「宮台真司ロングインタビュー vol.6」

宮台: でも本当に危機一髪だった。 あそこで前妻に出会っていなければどうなっていたか(笑)。

宮台氏はここで、速水由紀子氏と出会っていなければ「どうなっていたか」と笑う。
別の女性についても、以前に語っている

 もしその女の子と出会っていなければ、どうなっていたのだろうかと考えると、相当恐い思いがします。

運命的な出会いによる救済は、「ナンパの成功」とは別の体験として描かれている。
「偶然に出会った相手と愛情生活に入らなければ無理だった」というのでは、そういう相手に出会えずに苦しんでいる読み手の側は、努力のしようがない。


宮台真司氏のメッセージはつねに《自意識》をターゲットにしているが、「うまくいくコツ」は神秘的なままに留められ、「運命の出会いで救われる」というロマン的ナルシシズムが反復される。 ▼神秘的偶然に恵まれない者は、「カッコよさの唱道者・宮台真司」の指導で自意識の修行に励み、匿名的なモテ頻度を高めるか*1、それができない者は「自分はゴミなんだ」という自意識を強めるしかない。

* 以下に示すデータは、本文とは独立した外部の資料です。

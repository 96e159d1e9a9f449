// boxes/mod.rs
// Uniform spatial grid: neighbor lists with periodic wrap codes, panel
// membership and per-list molecule membership

use crate::config;
use crate::error::{SimError, SimResult};
use crate::molecule::{BoxId, MolId, Molecule, PanelRef};
use crate::surface::Surface;
use crate::utils::{component, component_mut, Vec3};
use rayon::prelude::*;

/// A neighbor box and the periodic shift (in domain lengths) per axis needed
/// to bring its contents next to the home box.
#[derive(Clone, Copy, Debug, PartialEq, Eq)]
pub struct Neighbor {
    pub boxid: BoxId,
    pub wrap: [i8; 3],
}

impl Neighbor {
    pub fn wraps(&self) -> bool {
        self.wrap != [0; 3]
    }
}

#[derive(Clone, Debug, Default)]
pub struct BoxCell {
    pub indx: [usize; 3],
    pub neigh: Vec<Neighbor>,
    /// Index in `neigh` of the first forward neighbor.
    pub midneigh: usize,
    pub panels: Vec<PanelRef>,
    /// Molecules per live list.
    pub mol: Vec<Vec<MolId>>,
}

/// How the box width is chosen.
#[derive(Clone, Copy, Debug)]
pub enum BoxSizing {
    Width(f64),
    /// Target molecules per box given the initial molecule count.
    MolsPerBox { mpbox: f64, nmol: usize },
}

#[derive(Clone, Debug)]
pub struct BoxGridParams {
    pub dim: usize,
    pub low: Vec3,
    pub high: Vec3,
    pub periodic: [bool; 3],
    pub sizing: BoxSizing,
    pub accuracy: f64,
    /// Largest distance at which two molecules can react.
    pub max_reach: f64,
    pub nlists: usize,
}

pub struct BoxGrid {
    dim: usize,
    low: Vec3,
    size: [f64; 3],
    side: [usize; 3],
    domain: [f64; 3],
    blist: Vec<BoxCell>,
}

impl BoxGrid {
    pub fn new(p: &BoxGridParams) -> SimResult<Self> {
        let dim = p.dim;
        let mut domain = [0.0; 3];
        for d in 0..dim {
            domain[d] = component(&p.high, d) - component(&p.low, d);
            if !(domain[d] > 0.0) {
                return Err(SimError::config(format!("domain has non-positive extent on axis {d}")));
            }
        }
        let volume: f64 = domain[..dim].iter().product();
        let width = match p.sizing {
            BoxSizing::Width(w) => w,
            BoxSizing::MolsPerBox { mpbox, nmol } => {
                if nmol == 0 {
                    domain[..dim].iter().cloned().fold(0.0, f64::max)
                } else {
                    (volume * mpbox / nmol as f64).powf(1.0 / dim as f64)
                }
            }
        };
        if !(width > 0.0) {
            return Err(SimError::config(format!("box width must be positive, got {width}")));
        }
        let mut side = [1usize; 3];
        let mut size = [1.0; 3];
        for d in 0..dim {
            side[d] = ((domain[d] / width).ceil() as usize).max(1);
            size[d] = domain[d] / side[d] as f64;
        }
        let nbox = side
            .iter()
            .try_fold(1usize, |acc, &n| acc.checked_mul(n))
            .filter(|&n| n <= config::MAX_BOXES)
            .ok_or(SimError::OutOfMemory { what: "boxes", cap: config::MAX_BOXES })?;

        let mut grid = Self { dim, low: p.low, size, side, domain, blist: Vec::with_capacity(nbox) };
        for b in 0..nbox {
            let indx = grid.coords_of(b);
            grid.blist.push(BoxCell {
                indx,
                mol: vec![Vec::new(); p.nlists],
                ..Default::default()
            });
        }
        grid.build_neighbors(p);
        log::info!(
            "box grid: {:?} boxes of size {:?} (accuracy {})",
            &side[..dim],
            &size[..dim],
            p.accuracy
        );
        Ok(grid)
    }

    fn coords_of(&self, b: BoxId) -> [usize; 3] {
        [b % self.side[0], (b / self.side[0]) % self.side[1], b / (self.side[0] * self.side[1])]
    }

    fn id_of(&self, c: [usize; 3]) -> BoxId {
        c[0] + self.side[0] * (c[1] + self.side[1] * c[2])
    }

    fn build_neighbors(&mut self, p: &BoxGridParams) {
        let dim = self.dim;
        let mut reach = [0i64; 3];
        if p.accuracy >= config::ACCURACY_NEIGHBORS {
            for d in 0..dim {
                reach[d] = ((p.max_reach / self.size[d]).ceil() as i64).max(1);
            }
        }
        let wrap_allowed = p.accuracy >= config::ACCURACY_WRAP;
        // offsets ordered so that backward ones (first nonzero component from
        // the last axis negative) come first
        let mut offsets: Vec<[i64; 3]> = Vec::new();
        for oz in -reach[2]..=reach[2] {
            for oy in -reach[1]..=reach[1] {
                for ox in -reach[0]..=reach[0] {
                    if ox != 0 || oy != 0 || oz != 0 {
                        offsets.push([ox, oy, oz]);
                    }
                }
            }
        }
        let forward = |o: &[i64; 3]| {
            for d in (0..3).rev() {
                if o[d] != 0 {
                    return o[d] > 0;
                }
            }
            false
        };
        let side = self.side;
        for b in 0..self.blist.len() {
            let c = self.blist[b].indx;
            let mut back = Vec::new();
            let mut fwd = Vec::new();
            'offsets: for o in &offsets {
                let mut t = [0usize; 3];
                let mut wrap = [0i8; 3];
                for d in 0..3 {
                    let x = c[d] as i64 + o[d];
                    let s = side[d] as i64;
                    if (0..s).contains(&x) {
                        t[d] = x as usize;
                    } else if wrap_allowed && p.periodic[d] {
                        t[d] = x.rem_euclid(s) as usize;
                        wrap[d] = x.div_euclid(s) as i8;
                    } else {
                        continue 'offsets;
                    }
                }
                let nb = Neighbor { boxid: self.id_of(t), wrap };
                if forward(o) {
                    fwd.push(nb);
                } else {
                    back.push(nb);
                }
            }
            let cell = &mut self.blist[b];
            cell.midneigh = back.len();
            back.extend(fwd);
            cell.neigh = back;
        }
    }

    pub fn dim(&self) -> usize {
        self.dim
    }

    pub fn nbox(&self) -> usize {
        self.blist.len()
    }

    pub fn side(&self) -> [usize; 3] {
        self.side
    }

    pub fn size(&self) -> [f64; 3] {
        self.size
    }

    pub fn box_volume(&self) -> f64 {
        self.size[..self.dim].iter().product()
    }

    pub fn cell(&self, b: BoxId) -> &BoxCell {
        &self.blist[b]
    }

    pub fn box_coords(&self, pos: Vec3) -> [usize; 3] {
        let mut c = [0usize; 3];
        for d in 0..self.dim {
            let x = (component(&pos, d) - component(&self.low, d)) / self.size[d];
            c[d] = (x.floor().max(0.0) as usize).min(self.side[d] - 1);
        }
        c
    }

    pub fn box_index_of(&self, pos: Vec3) -> BoxId {
        self.id_of(self.box_coords(pos))
    }

    /// Corners of a box; unused axes span `[0, 0]`.
    pub fn bounds(&self, b: BoxId) -> (Vec3, Vec3) {
        cell_bounds(self.dim, self.low, self.size, self.blist[b].indx)
    }

    /// Displacement that maps a neighbor's contents next to the home box.
    pub fn wrap_offset(&self, wrap: [i8; 3]) -> Vec3 {
        Vec3::new(
            wrap[0] as f64 * self.domain[0],
            wrap[1] as f64 * self.domain[1],
            wrap[2] as f64 * self.domain[2],
        )
    }

    pub fn neighbors_of(&self, b: BoxId) -> &[Neighbor] {
        &self.blist[b].neigh
    }

    /// Neighbors with a lexicographically positive offset.
    pub fn forward_neighbors(&self, b: BoxId) -> &[Neighbor] {
        let cell = &self.blist[b];
        &cell.neigh[cell.midneigh..]
    }

    pub fn molecules(&self, b: BoxId, list: usize) -> &[MolId] {
        &self.blist[b].mol[list]
    }

    pub fn insert(&mut self, b: BoxId, list: usize, id: MolId) {
        self.blist[b].mol[list].push(id);
    }

    pub fn remove(&mut self, b: BoxId, list: usize, id: MolId) -> bool {
        let v = &mut self.blist[b].mol[list];
        match v.iter().position(|&x| x == id) {
            Some(i) => {
                v.swap_remove(i);
                true
            }
            None => false,
        }
    }

    /// Put a molecule in the box containing its position. Returns the box.
    pub fn assign(&mut self, id: MolId, m: &mut Molecule) -> BoxId {
        let target = self.box_index_of(m.pos);
        match m.boxid {
            Some(b) if b == target => {}
            Some(b) => {
                self.remove(b, m.list, id);
                self.insert(target, m.list, id);
            }
            None => self.insert(target, m.list, id),
        }
        m.boxid = Some(target);
        target
    }

    /// Recompute panel membership for every box.
    pub fn rebuild_panels(&mut self, surfaces: &[Surface]) {
        let dim = self.dim;
        let low = self.low;
        let size = self.size;
        self.blist.par_iter_mut().for_each(|cell| {
            let (lo, hi) = cell_bounds(dim, low, size, cell.indx);
            cell.panels.clear();
            for (s, surface) in surfaces.iter().enumerate() {
                for (p, panel) in surface.panels.iter().enumerate() {
                    if panel.overlaps_box(lo, hi) {
                        cell.panels.push(PanelRef { surface: s, panel: p });
                    }
                }
            }
        });
    }

    /// Recompute membership of one panel after it moved.
    pub fn update_panel(&mut self, pref: PanelRef, surfaces: &[Surface]) {
        let panel = &surfaces[pref.surface].panels[pref.panel];
        let dim = self.dim;
        let low = self.low;
        let size = self.size;
        self.blist.par_iter_mut().for_each(|cell| {
            cell.panels.retain(|&r| r != pref);
            let (lo, hi) = cell_bounds(dim, low, size, cell.indx);
            if panel.overlaps_box(lo, hi) {
                cell.panels.push(pref);
                cell.panels.sort_unstable_by_key(|r| (r.surface, r.panel));
            }
        });
    }

    /// Panels in every box overlapped by the bounding range of `p0 -> p1`, deduplicated.
    pub fn panels_along(&self, p0: Vec3, p1: Vec3, out: &mut Vec<PanelRef>) {
        let c0 = self.box_coords(p0.min_by_component(p1));
        let c1 = self.box_coords(p0.max_by_component(p1));
        for z in c0[2]..=c1[2] {
            for y in c0[1]..=c1[1] {
                for x in c0[0]..=c1[0] {
                    out.extend_from_slice(&self.blist[self.id_of([x, y, z])].panels);
                }
            }
        }
        out.sort_unstable_by_key(|r| (r.surface, r.panel));
        out.dedup();
    }

    /// Verify that every listed molecule sits in the box containing its position.
    pub fn validate<'m>(&self, mol: impl Fn(MolId) -> &'m Molecule) -> SimResult<()> {
        for (b, cell) in self.blist.iter().enumerate() {
            for (ll, ids) in cell.mol.iter().enumerate() {
                for &id in ids {
                    let m = mol(id);
                    if !m.is_alive() {
                        continue;
                    }
                    let expected = self.box_index_of(m.pos);
                    if m.boxid != Some(b) || expected != b || m.list != ll {
                        return Err(SimError::ConsistencyViolation(format!(
                            "molecule {} (serial {}) listed in box {} list {} but belongs to box {} list {}",
                            id, m.serno, b, ll, expected, m.list
                        )));
                    }
                }
            }
        }
        Ok(())
    }
}

fn cell_bounds(dim: usize, low: Vec3, size: [f64; 3], indx: [usize; 3]) -> (Vec3, Vec3) {
    let mut lo = Vec3::zero();
    let mut hi = Vec3::zero();
    for d in 0..dim {
        let l = component(&low, d) + indx[d] as f64 * size[d];
        *component_mut(&mut lo, d) = l;
        *component_mut(&mut hi, d) = l + size[d];
    }
    (lo, hi)
}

宮台氏にとっては、運命の出会いに恵まれず、自分の提唱するモテ修行にも邁進できない非モテ男は、「物」なのではないか。

 結局のところ、実践する者しか――正確には実践する者が救おうと思う連中しか――「人」として扱われず、残りは「もの」として切断されることになる。 (中略) だから、東さんのような高い教養をもつ人間に対してだけの非公式見解として述べますが、“脱社会的存在”が遺棄されるのは、結局はしかたない。*2

そこでは、小学生を殺害して首を切り落とした酒鬼薔薇聖斗と、コミュニケーションを取ろうとして相手に嫌悪感を与えてしまい、それ以上の努力に漕ぎ出せない非モテ男とが、ともに「脱社会的存在」として括られている危惧すらある*3


宮台氏の語る「実践」は、どうして自意識的な正当性ばかりを追究するんだろう。 しかも救済は、「偶然的で運命の出会い」によってもたらされる。 そこでは「内発性」も、「決定的な女の子に出会う」と同じく運命的なものであり、事後的なナルシシズムの確認儀式の口実になっている。





【追記】

いくらナンパを積んでも、運命の女性に出会えなかった宮台真司氏を考える必要がある。 その偶然がなかった場合、あるいは「振られた」場合、宮台氏はどうすべきだったろうか。
ご本人は、そこを考えることを拒否しているように見える。
「最愛の人による受容」がなければ、宮台氏も脱社会的存在にならざるを得なかったのではないか。 モテ修行の空虚さに耐えられず。
社会参加の努力には、モテ修行と同程度の実りしかない。 それでも続けるコツは何か。 私は、残りの時間で何を実現しようとしているのか。


「残りの時間で何を実現しようとしているのか」という問いに含まれている答えが問題(at stake)な気がする。 結局のところ、そこで生きられる《愛》のようなものにしか、残りの時間を支える理由はないのではないか。


OK?ひきこもりOK!』 p.133-4 斎藤環氏の発言:

 実際に性的なパートナーを見つけ、性体験を重ねることは、自己イメージが有限性を獲得していく過程でもあるわけです。 自分の有限性を受け入れることが去勢だとすれば、性体験も一つの去勢だし、去勢のたびに社会化は進みます。 自己イメージが、ずっと幻想の領域に隔離されたままというのは、何かしら圧力が高まっていく過程なのかなという感じがします。

どうしても性的パートナーが見つからなくても、死によって自分の有限性を受け入れるしかない。 残された時間で、できる仕事を考えること。 それでもやりたいと思える仕事は何か。 その「できる仕事」への愛の有限性において、自らの死を受け入れること。



*1:宮台氏と同じ「ナルシシズム」の共有を目指す

*2:波状言論S改―社会学・メタゲーム・自由』 p.52、宮台真司氏の発言

*3:そこで宮台氏への質問としては、「ナンパ修行すら出来ない非モテ男は、脱社会的存在なのか」があり得る。